__To do__
In full and without alteration, write out the records.

__Data to examine__
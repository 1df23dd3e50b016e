//! Per-client request budgets for the bookstore API.
//!
//! Two buckets are keyed by peer IP:
//!
//! | Routes | Refill | Burst |
//! |---|---|---|
//! | catalog, downloads, stats | 2/s | 100 |
//! | `POST /api/checkout` | 1/s | 10 |
//!
//! A client over budget gets `429 Too Many Requests`. The server must be
//! started with `into_make_service_with_connect_info::<SocketAddr>()` so the
//! peer address is available.

use governor::clock::QuantaInstant;
use governor::middleware::NoOpMiddleware;
use std::sync::Arc;
use tower_governor::{
    GovernorLayer, governor::GovernorConfigBuilder, key_extractor::PeerIpKeyExtractor,
};

/// Governor layer keyed by peer IP, as used on both route groups.
pub type PeerRateLimit =
    GovernorLayer<PeerIpKeyExtractor, NoOpMiddleware<QuantaInstant>, axum::body::Body>;

const BROWSE_PER_SECOND: u64 = 2;
const BROWSE_BURST: u32 = 100;

const CHECKOUT_PER_SECOND: u64 = 1;
const CHECKOUT_BURST: u32 = 10;

/// Budget for read-only routes: listings, trending, categories, downloads
/// and sales stats.
///
/// Sized so a storefront page that fans out into several catalog calls does
/// not trip the limit.
///
/// ```rust,ignore
/// let app = api::routes::public_routes().layer(rate_limit::layer());
/// ```
pub fn layer() -> PeerRateLimit {
    peer_ip_layer(BROWSE_PER_SECOND, BROWSE_BURST)
}

/// Budget for `POST /api/checkout`.
///
/// Every checkout runs card validation, so this bucket is small to slow down
/// card-number guessing.
pub fn secure_layer() -> PeerRateLimit {
    peer_ip_layer(CHECKOUT_PER_SECOND, CHECKOUT_BURST)
}

fn peer_ip_layer(per_second: u64, burst_size: u32) -> PeerRateLimit {
    let governor_conf = Arc::new(
        GovernorConfigBuilder::default()
            .per_second(per_second)
            .burst_size(burst_size)
            .finish()
            .unwrap(),
    );

    GovernorLayer::new(governor_conf)
}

__Result__
repository 1df23dd3e50b016e
//! Per-client request budgets for the bookstore API.
//!
//! Two buckets are keyed by peer IP:
//!
//! | Routes | Refill | Burst |
//! |---|---|---|
//! | catalog, downloads, stats | 2/s | 100 |
//! | `POST /api/checkout` | 1/s | 10 |
//!
//! A client over budget gets `429 Too Many Requests`. The server must be
//! started with `into_make_service_with_connect_info::<SocketAddr>()` so the
//! peer address is available.

use governor::clock::QuantaInstant;
use governor::middleware::NoOpMiddleware;
use std::sync::Arc;
use tower_governor::{
    GovernorLayer, governor::GovernorConfigBuilder, key_extractor::PeerIpKeyExtractor,
};

/// Governor layer keyed by peer IP, as used on both route groups.
pub type PeerRateLimit =
    GovernorLayer<PeerIpKeyExtractor, NoOpMiddleware<QuantaInstant>, axum::body::Body>;

const BROWSE_PER_SECOND: u64 = 2;
const BROWSE_BURST: u32 = 100;

const CHECKOUT_PER_SECOND: u64 = 1;
const CHECKOUT_BURST: u32 = 10;

/// Budget for read-only routes: listings, trending, categories, downloads
/// and sales stats.
///
/// Sized so a storefront page that fans out into several catalog calls does
/// not trip the limit.
///
/// ```rust,ignore
/// let app = api::routes::public_routes().layer(rate_limit::layer());
/// ```
pub fn layer() -> PeerRateLimit {
    peer_ip_layer(BROWSE_PER_SECOND, BROWSE_BURST)
}

/// Budget for `POST /api/checkout`.
///
/// Every checkout runs card validation, so this bucket is small to slow down
/// card-number guessing.
pub fn secure_layer() -> PeerRateLimit {
    peer_ip_layer(CHECKOUT_PER_SECOND, CHECKOUT_BURST)
}

fn peer_ip_layer(per_second: u64, burst_size: u32) -> PeerRateLimit {
    let governor_conf = Arc::new(
        GovernorConfigBuilder::default()
            .per_second(per_second)
            .burst_size(burst_size)
            .finish()
            .unwrap(),
    );

    GovernorLayer::new(governor_conf)
}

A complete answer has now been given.